=== WHAT THIS TASK INVOLVES ===
Will you return, word for word, only the lines from the top of the data below down to and including the one with "keeping input order."?

^^^^^^^^^^^^^^^^

//! Storage of auction aggregates.
//!
//! The scraper only depends on [`AuctionRepository`]; PostgreSQL through
//! SeaORM is the production implementation.

use std::collections::HashMap;

use async_trait::async_trait;
use chrono::NaiveDate;
use sea_orm::{
    ActiveModelTrait, ColumnTrait, DatabaseConnection, DbErr, EntityTrait, Order, PaginatorTrait,
    QueryFilter, QueryOrder, Set, TransactionTrait,
};

use crate::entities::{auction_regions, auction_technologies, auctions, prelude::*};
use crate::models::auction::{Auction, AuctionRegion, AuctionTechnology, NewAuction};

#[async_trait]
pub trait AuctionRepository: Send + Sync {
    /// Lookup by the natural key used for de-duplication.
    async fn find_by_natural_key(
        &self,
        auction_date: NaiveDate,
        production_month: &str,
    ) -> Result<Option<Auction>, DbErr>;

    /// Store the auction and all of its children as one unit.
    async fn save(&self, auction: NewAuction) -> Result<Auction, DbErr>;

    async fn find_latest(&self) -> Result<Option<Auction>, DbErr>;

    /// Auctions dated within `[start, end]`, newest first.
    async fn find_between(&self, start: NaiveDate, end: NaiveDate) -> Result<Vec<Auction>, DbErr>;

    /// Every auction, newest first.
    async fn find_all(&self) -> Result<Vec<Auction>, DbErr>;

    async fn count(&self) -> Result<u64, DbErr>;
}

pub struct SeaOrmAuctionRepository {
    db: DatabaseConnection,
}

impl SeaOrmAuctionRepository {
    pub fn new(db: DatabaseConnection) -> Self {
        Self { db }
    }

    /// Attach region and technology rows to each auction, keeping input order.
    async fn with_children(&self, parents: Vec<auctions::Model>) -> Result<Vec<Auction>, DbErr> {
        if parents.is_empty() {
            return Ok(Vec::new());
        }

        let ids: Vec<i32> = parents.iter().map(|p| p.id).collect();

        let mut regions: HashMap<i32, Vec<AuctionRegion>> = HashMap::new();
        for row in AuctionRegions::find()
            .filter(auction_regions::Column::AuctionId.is_in(ids.clone()))
            .order_by(auction_regions::Column::Id, Order::Asc)
            .all(&self.db)
            .await?
        {
            regions.entry(row.auction_id).or_default().push(row.into());
        }

        let mut technologies: HashMap<i32, Vec<AuctionTechnology>> = HashMap::new();
        for row in AuctionTechnologies::find()
            .filter(auction_technologies::Column::AuctionId.is_in(ids))
            .order_by(auction_technologies::Column::Id, Order::Asc)
            .all(&self.db)
            .await?
        {
            technologies.entry(row.auction_id).or_default().push(row.into());
        }

        Ok(parents
            .into_iter()
            .map(|parent| {
                let regions = regions.remove(&parent.id).unwrap_or_default();
                let technologies = technologies.remove(&parent.id).unwrap_or_default();
                aggregate(parent, regions, technologies)
            })
            .collect())
    }
}

#[async_trait]
impl AuctionRepository for SeaOrmAuctionRepository {
    async fn find_by_natural_key(
        &self,
        auction_date: NaiveDate,
        production_month: &str,
    ) -> Result<Option<Auction>, DbErr> {
        let found = Auctions::find()
            .filter(auctions::Column::AuctionDate.eq(auction_date))
            .filter(auctions::Column::ProductionMonth.eq(production_month))
            .one(&self.db)
            .await?;

        match found {
            Some(model) => Ok(self.with_children(vec![model]).await?.pop()),
            None => Ok(None),
        }
    }

    async fn save(&self, auction: NewAuction) -> Result<Auction, DbErr> {
        // Dropping the transaction without commit rolls everything back
        let txn = self.db.begin().await?;

        let parent = auctions::ActiveModel {
            auction_date: Set(auction.auction_date),
            production_month: Set(auction.production_month.clone()),
            reserve_price: Set(auction.reserve_price),
            created_at: Set(auction.created_at),
            ..Default::default()
        }
        .insert(&txn)
        .await?;

        for region in &auction.regions {
            auction_regions::ActiveModel {
                auction_id: Set(parent.id),
                region_name: Set(region.region_name.clone()),
                volume_offered: Set(region.volume_offered),
                volume_allocated: Set(region.volume_allocated),
                weighted_avg_price: Set(region.weighted_avg_price),
                created_at: Set(auction.created_at),
                ..Default::default()
            }
            .insert(&txn)
            .await?;
        }

        for technology in &auction.technologies {
            auction_technologies::ActiveModel {
                auction_id: Set(parent.id),
                technology_type: Set(technology.technology_type.clone()),
                volume_offered: Set(technology.volume_offered),
                volume_allocated: Set(technology.volume_allocated),
                weighted_avg_price: Set(technology.weighted_avg_price),
                created_at: Set(auction.created_at),
                ..Default::default()
            }
            .insert(&txn)
            .await?;
        }

        txn.commit().await?;

        tracing::debug!(
            "Stored auction {} ({} regions, {} technologies)",
            parent.id,
            auction.regions.len(),
            auction.technologies.len()
        );

        Ok(aggregate(parent, auction.regions, auction.technologies))
    }

    async fn find_latest(&self) -> Result<Option<Auction>, DbErr> {
        let latest = Auctions::find()
            .order_by(auctions::Column::AuctionDate, Order::Desc)
            .order_by(auctions::Column::Id, Order::Desc)
            .one(&self.db)
            .await?;

        match latest {
            Some(model) => Ok(self.with_children(vec![model]).await?.pop()),
            None => Ok(None),
        }
    }

    async fn find_between(&self, start: NaiveDate, end: NaiveDate) -> Result<Vec<Auction>, DbErr> {
        let parents = Auctions::find()
            .filter(auctions::Column::AuctionDate.between(start, end))
            .order_by(auctions::Column::AuctionDate, Order::Desc)
            .order_by(auctions::Column::Id, Order::Desc)
            .all(&self.db)
            .await?;

        self.with_children(parents).await
    }

    async fn find_all(&self) -> Result<Vec<Auction>, DbErr> {
        let parents = Auctions::find()
            .order_by(auctions::Column::AuctionDate, Order::Desc)
            .order_by(auctions::Column::Id, Order::Desc)
            .all(&self.db)
            .await?;

        self.with_children(parents).await
    }

    async fn count(&self) -> Result<u64, DbErr> {
        Auctions::find().count(&self.db).await
    }
}

fn aggregate(
    parent: auctions::Model,
    regions: Vec<AuctionRegion>,
    technologies: Vec<AuctionTechnology>,
) -> Auction {
    Auction {
        id: parent.id,
        auction_date: parent.auction_date,
        production_month: parent.production_month,
        reserve_price: parent.reserve_price,
        created_at: parent.created_at,
        regions,
        technologies,
    }
}

impl From<auction_regions::Model> for AuctionRegion {
    fn from(row: auction_regions::Model) -> Self {
        Self {
            region_name: row.region_name,
            volume_offered: row.volume_offered,
            volume_allocated: row.volume_allocated,
            weighted_avg_price: row.weighted_avg_price,
        }
    }
}

impl From<auction_technologies::Model> for AuctionTechnology {
    fn from(row: auction_technologies::Model) -> Self {
        Self {
            technology_type: row.technology_type,
            volume_offered: row.volume_offered,
            volume_allocated: row.volume_allocated,
            weighted_avg_price: row.weighted_avg_price,
        }
    }
}

#[cfg(test)]
mod tests {
    use super::*;
    use chrono::{NaiveDateTime, Utc};
    use rust_decimal_macros::dec;
    use sea_orm::{DatabaseBackend, MockDatabase};

    fn created_at() -> NaiveDateTime {
        Utc::now().naive_utc()
    }

    fn new_auction(created_at: NaiveDateTime) -> NewAuction {
        NewAuction {
            auction_date: NaiveDate::from_ymd_opt(2025, 3, 18).unwrap(),
            production_month: "February 2025".to_string(),
            reserve_price: dec!(0.15),
            created_at,
            regions: vec![AuctionRegion {
                region_name: "Bretagne".to_string(),
                volume_offered: 1_943_184,
                volume_allocated: 1_200_000,
                weighted_avg_price: dec!(0.47),
            }],
            technologies: vec![],
        }
    }

    fn stored_parent(created_at: NaiveDateTime) -> auctions::Model {
        auctions::Model {
            id: 7,
            auction_date: NaiveDate::from_ymd_opt(2025, 3, 18).unwrap(),
            production_month: "February 2025".to_string(),
            reserve_price: dec!(0.15),
            created_at,
        }
    }

    fn statements(db: DatabaseConnection) -> Vec<String> {
        db.into_transaction_log()
            .iter()
            .flat_map(|txn| txn.statements().iter().map(|stmt| stmt.sql.clone()))
            .collect()
    }

    #[tokio::test]
    async fn test_save_commits_parent_and_children_together() {
        let now = created_at();
        let db = MockDatabase::new(DatabaseBackend::Postgres)
            .append_query_results([[stored_parent(now)]])
            .append_query_results([[auction_regions::Model {
                id: 1,
                auction_id: 7,
                region_name: "Bretagne".to_string(),
                volume_offered: 1_943_184,
                volume_allocated: 1_200_000,
                weighted_avg_price: dec!(0.47),
                created_at: now,
            }]])
            .into_connection();
        let repository = SeaOrmAuctionRepository::new(db);

        let saved = repository.save(new_auction(now)).await.unwrap();
        assert_eq!(saved.id, 7);
        assert_eq!(saved.regions.len(), 1);

        let sql = statements(repository.db);
        assert_eq!(sql.first().map(String::as_str), Some("BEGIN"));
        assert!(sql[1].starts_with(r#"INSERT INTO "auctions""#));
        assert!(sql[2].starts_with(r#"INSERT INTO "auction_regions""#));
        assert_eq!(sql.last().map(String::as_str), Some("COMMIT"));
    }

    #[tokio::test]
    async fn test_failed_child_insert_rolls_back_parent() {
        let now = created_at();
        let db = MockDatabase::new(DatabaseBackend::Postgres)
            .append_query_results([[stored_parent(now)]])
            .append_query_errors([DbErr::Custom(
                "value too long for type character varying(255)".to_string(),
            )])
            .into_connection();
        let repository = SeaOrmAuctionRepository::new(db);

        assert!(repository.save(new_auction(now)).await.is_err());

        let sql = statements(repository.db);
        assert_eq!(sql.first().map(String::as_str), Some("BEGIN"));
        assert!(sql[1].starts_with(r#"INSERT INTO "auctions""#));
        assert!(!sql.iter().any(|stmt| stmt == "COMMIT"));
        assert_eq!(sql.last().map(String::as_str), Some("ROLLBACK"));
    }
}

^^^^^^^^^^^^^^^^

=== TASK SOLUTION ===
//! Storage of auction aggregates.
//!
//! The scraper only depends on [`AuctionRepository`]; PostgreSQL through
//! SeaORM is the production implementation.

use std::collections::HashMap;

use async_trait::async_trait;
use chrono::NaiveDate;
use sea_orm::{
    ActiveModelTrait, ColumnTrait, DatabaseConnection, DbErr, EntityTrait, Order, PaginatorTrait,
    QueryFilter, QueryOrder, Set, TransactionTrait,
};

use crate::entities::{auction_regions, auction_technologies, auctions, prelude::*};
use crate::models::auction::{Auction, AuctionRegion, AuctionTechnology, NewAuction};

#[async_trait]
pub trait AuctionRepository: Send + Sync {
    /// Lookup by the natural key used for de-duplication.
    async fn find_by_natural_key(
        &self,
        auction_date: NaiveDate,
        production_month: &str,
    ) -> Result<Option<Auction>, DbErr>;

    /// Store the auction and all of its children as one unit.
    async fn save(&self, auction: NewAuction) -> Result<Auction, DbErr>;

    async fn find_latest(&self) -> Result<Option<Auction>, DbErr>;

    /// Auctions dated within `[start, end]`, newest first.
    async fn find_between(&self, start: NaiveDate, end: NaiveDate) -> Result<Vec<Auction>, DbErr>;

    /// Every auction, newest first.
    async fn find_all(&self) -> Result<Vec<Auction>, DbErr>;

    async fn count(&self) -> Result<u64, DbErr>;
}

pub struct SeaOrmAuctionRepository {
    db: DatabaseConnection,
}

impl SeaOrmAuctionRepository {
    pub fn new(db: DatabaseConnection) -> Self {
        Self { db }
    }

    /// Attach region and technology rows to each auction, keeping input order.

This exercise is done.